Knowledge for Enterprise Data Management
Now, I said before that enterprise data is both the disease and its cure. So in addition to semantic graph, virtualization, and inference, there’s other necessary functionality to support enterprise data management at scale.
Real Enterprise Knowledge Graph platforms require integrated machine learning, data quality management tools, query explanation and model checking. Additionally, a suite of tools and Connectors to make it easy to connect, map, and model all the data that matters, regardless of its structure. By deeply integrating all these features with a graph database, the Enterprise Knowledge Graph platform supports a much wider and deeper range of services.
All of this is in service of addressing your organization’s unconnected data. But let’s be clear, the Enterprise Knowledge Graph doesn’t (necessarily) destroy silos. Some silos should be consolidated; some should be left in place. There is no universal answer to that question. It always depends on the silos and the situation. Solutions built on the wrong abstraction inevitably dictate a fixed answer to that question. That’s the wrong kind of disruption.
An Enterprise Knowledge Graph, built on the right abstraction, supports the widest possible means to manage data silos. And it can do that because it can query data silos, or even just parts of data silos, in place or pull their data via ETL in any arbitrary combination that best suits business needs.
An Enterprise Knowledge Graph makes it safe to proceed as if the silos don’t even exist and, thus, lets the enterprise act as if there’s just connected, actionable knowledge.
The Connected Enterprise
The Enterprise Knowledge Graph is the platform to power the connected enterprise. A connected enterprise is one where data, no matter where it is stored, is connected at the compute layer, so that all aspects of the enterprise can make decisions based on knowledge. The key is to build a reusable, resilient data foundation that can keep pace not only with well-understood, scoped projects, but also address unanticipated questions. Knowledge-based enterprises are proactive rather than reactive.

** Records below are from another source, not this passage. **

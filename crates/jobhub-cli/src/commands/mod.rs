//! CLI command definitions and dispatch.

pub mod job;
pub mod migrate;
pub mod serve;

use clap::{Parser, Subcommand};

use crate::output::OutputFormat;
use jobhub_core::config::AppConfig;
use jobhub_core::error::AppError;

/// JobHub: asynchronous job processing service
#[derive(Debug, Parser)]
#[command(name = "jobhub", version, about, long_about = None)]
pub struct Cli {
    /// Path to configuration file
    #[arg(short, long, default_value = "config/default.toml")]
    pub config: String,

    /// Environment overlay (`config/{env}.toml`)
    #[arg(short, long, env = "JOBHUB_ENV", default_value = "development")]
    pub env: String,

    /// Output format
    #[arg(short, long, value_enum, default_value = "table")]
    pub format: OutputFormat,

    /// Subcommand to execute
    #[command(subcommand)]
    pub command: Commands,
}

/// Top-level commands
#[derive(Debug, Subcommand)]
pub enum Commands {
    /// Start the JobHub server
    Serve(serve::ServeArgs),
    /// Apply pending database migrations
    Migrate,
    /// Inspect and submit jobs
    Job(job::JobArgs),
}

impl Cli {
    /// Execute the CLI command
    pub async fn execute(&self) -> Result<(), AppError> {
        let config = self.load_config()?;
        match &self.command {
            Commands::Serve(args) => serve::execute(args, config).await,
            Commands::Migrate => migrate::execute(&config).await,
            Commands::Job(args) => job::execute(args, &config, self.format).await,
        }
    }

    /// Load configuration from the selected file and environment
    fn load_config(&self) -> Result<AppConfig, AppError> {
        AppConfig::load_from(&self.config, &self.env)
    }
}
//! HTTP server configuration.

use serde::{Deserialize, Serialize};

/// HTTP server configuration.
#[derive(Debug, Clone, Serialize, Deserialize)]
pub struct ServerConfig {
    /// Bind address.
    #[serde(default = "default_host")]
    pub host: String,
    /// Bind port.
    #[serde(default = "default_port")]
    pub port: u16,
}

impl ServerConfig {
    /// The `host:port` pair the listener binds to.
    pub fn bind_address(&self) -> String {
        format!("{}:{}", self.host, self.port)
    }
}

impl Default for ServerConfig {
    fn default() -> Self {
        Self {
            host: default_host(),
            port: default_port(),
        }
    }
}

fn default_host() -> String {
    "0.0.0.0".to_string()
}

fn default_port() -> u16 {
    8080
}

The modern world is complex. Inherently, enterprises are networks: loosely connected institutions distributed over space and time… But data management systems haven’t kept pace. They’re mostly still stuck in the old world where top-down, command-and-control systems consolidated data at the storage layer rather than connected it at the compute layer.
All the interesting, hard challenges that enterprises face today are horizontal rather than vertical in nature. Conventional enterprise data management is focused on lines-of-business, which are vertical in nature. This data is sales; this other data is marketing; this data is R&D. But the connected enterprise is arranged horizontally, across lines of business, because the problems to be solved don’t care about our org charts! In fact, partial data is more often meaningless or misleading rather than merely being “some of the truth”. To have some of the truth is in fact to have none of it.
The FAANG companies have this figured out already: to successfully leverage data for competitive advantage, you need a knowledge graph. The future of data management and the success of a connected enterprise depends on the Enterprise Knowledge Graph.